Corey Hart – “A Little Love”

“A Little Love” was released as the lead-off single for Corey Hart’s 1990 album, Bang! The single was released in early 1990 and peaked at number 37 on the Billboard Hot 100 chart. “A Little Love” is the last pop hit that Corey Hart had in the United States.

I was in the ninth grade and about to turn 15 years old when this single was released. I’d liked some of Corey’s earlier material, such as “Sunglasses At Night” and “Never Surrender,” so it’s not surprising that I ended up liking “A Little Love” as well. It’s a fun, upbeat pop rock song that has a catchy chorus. At the time, it surprised me that the song didn’t fare better on the pop chart, but looking back, I can hear that it didn’t entirely fit in with the other songs being released at the time that became pop successes.

Unfortunately, I think the music video may not have done much to help the song, either. I hadn’t watched this video in nearly 25 years, and it amazed me just how low budget it looked. There were also some effects that were being used that seemed to be trying to emulate the effects from INXS’ “What You Need” video, and this ultimately dated the video. Looking at it now, it’s easy to tell that this music video came out in the late 1980s/early 1990s. The music video just didn’t age very well.

I am embedding the music video below, and I apologize in advance to any of my readers who are unable to view it due to region blocking.

Madonna – “Vogue”

“Vogue” was released as the first single from Madonna’s 1990 album, I’m Breathless – Music From and Inspired by the Film Dick Tracy. The single was released on March 20, 1990, and peaked at number one on the Billboard Hot 100 chart. “Vogue” was inspired by vogue dancers and choreographers Jose and Luis Xtravaganza from the Harlem “House Ball” community.
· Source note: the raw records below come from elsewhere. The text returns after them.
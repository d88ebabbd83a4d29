//! Contact Routes
//!
//! - GET /api/v1/contacts - List contacts (search, status, company, dateRange, sort, direction, filter)
//! - POST /api/v1/contacts - Create a contact
//! - GET /api/v1/contacts/companies - Distinct company names
//! - GET /api/v1/contacts/tags - Distinct tags
//! - POST /api/v1/contacts/import - Import contacts from a CSV body
//! - GET /api/v1/contacts/:id - Get a contact
//! - PUT /api/v1/contacts/:id - Replace a contact's editable fields
//! - DELETE /api/v1/contacts/:id - Delete a contact
//! - POST /api/v1/contacts/:id/tags - Add a tag
//! - DELETE /api/v1/contacts/:id/tags/:tag - Remove a tag

use axum::{
    extract::{Path, Query, State},
    http::StatusCode,
    Json,
};
use std::sync::Arc;

use crate::api::dto::{ContactListResponse, ImportResponse, TagRequest};
use crate::api::error::{ApiError, ApiResult};
use crate::api::state::AppState;
use crate::contacts::ContactQuery;
use crate::store::{Contact, ContactDraft};

/// GET /api/v1/contacts
pub async fn list_contacts(
    State(state): State<Arc<AppState>>,
    Query(query): Query<ContactQuery>,
) -> ApiResult<Json<ContactListResponse>> {
    let contacts = state.contacts.list(&query).await?;

    Ok(Json(ContactListResponse {
        total: contacts.len(),
        contacts,
    }))
}

/// POST /api/v1/contacts
pub async fn create_contact(
    State(state): State<Arc<AppState>>,
    Json(draft): Json<ContactDraft>,
) -> ApiResult<(StatusCode, Json<Contact>)> {
    let contact = state.contacts.create(draft).await?;
    Ok((StatusCode::CREATED, Json(contact)))
}

/// GET /api/v1/contacts/:id
pub async fn get_contact(
    State(state): State<Arc<AppState>>,
    Path(id): Path<String>,
) -> ApiResult<Json<Contact>> {
    Ok(Json(state.contacts.get(&id).await?))
}

/// PUT /api/v1/contacts/:id
pub async fn update_contact(
    State(state): State<Arc<AppState>>,
    Path(id): Path<String>,
    Json(draft): Json<ContactDraft>,
) -> ApiResult<Json<Contact>> {
    Ok(Json(state.contacts.update(&id, draft).await?))
}

/// DELETE /api/v1/contacts/:id
pub async fn delete_contact(
    State(state): State<Arc<AppState>>,
    Path(id): Path<String>,
) -> ApiResult<StatusCode> {
    state.contacts.delete(&id).await?;
    Ok(StatusCode::NO_CONTENT)
}

/// GET /api/v1/contacts/companies
pub async fn list_companies(State(state): State<Arc<AppState>>) -> Json<Vec<String>> {
    Json(state.contacts.companies().await)
}

/// GET /api/v1/contacts/tags
pub async fn list_tags(State(state): State<Arc<AppState>>) -> Json<Vec<String>> {
    Json(state.contacts.tags().await)
}

/// POST /api/v1/contacts/:id/tags
pub async fn add_tag(
    State(state): State<Arc<AppState>>,
    Path(id): Path<String>,
    Json(req): Json<TagRequest>,
) -> ApiResult<Json<Contact>> {
    if req.tag.trim().is_empty() {
        return Err(ApiError::Validation("tag must not be empty".to_string()));
    }
    Ok(Json(state.contacts.add_tag(&id, &req.tag).await?))
}

/// DELETE /api/v1/contacts/:id/tags/:tag
pub async fn remove_tag(
    State(state): State<Arc<AppState>>,
    Path((id, tag)): Path<(String, String)>,
) -> ApiResult<Json<Contact>> {
    Ok(Json(state.contacts.remove_tag(&id, &tag).await?))
}

/// POST /api/v1/contacts/import
///
/// Body is CSV text with a header row. Invalid rows are skipped and
/// reported; the response is 200 even when some rows fail.
pub async fn import_contacts(
    State(state): State<Arc<AppState>>,
    body: String,
) -> ApiResult<Json<ImportResponse>> {
    if body.trim().is_empty() {
        return Err(ApiError::Validation("CSV body is empty".to_string()));
    }

    let summary = state.contacts.import_csv(&body).await?;

    tracing::info!(
        imported = summary.imported,
        failed = summary.failed,
        "Contact import finished"
    );

    Ok(Json(ImportResponse {
        status: if summary.failed == 0 { "ok" } else { "partial" }.to_string(),
        imported: summary.imported,
        failed: summary.failed,
        errors: summary.errors,
    }))
}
I was in the ninth grade, and a day away from turning 15 when this single was released. I loved the song from the first moment I heard it, both musically and lyrically. Musically, the song has its roots in early 1990s dance music, but you can also hear an influence of 1970s disco in it; the combination of these sounds really helped to make the song stand out in a good way. Lyrically, the song is about enjoying yourself on the dance floor no matter who you are, and it also has a theme of escapism. As a teenager, the lyrics really resonated with me, and I found the song to be rather anthemic. I also liked the spoken part where Madonna namechecks various golden age era Hollywood celebrities. 25 years later, “Vogue” still ranks among my favorite Madonna songs of all-time.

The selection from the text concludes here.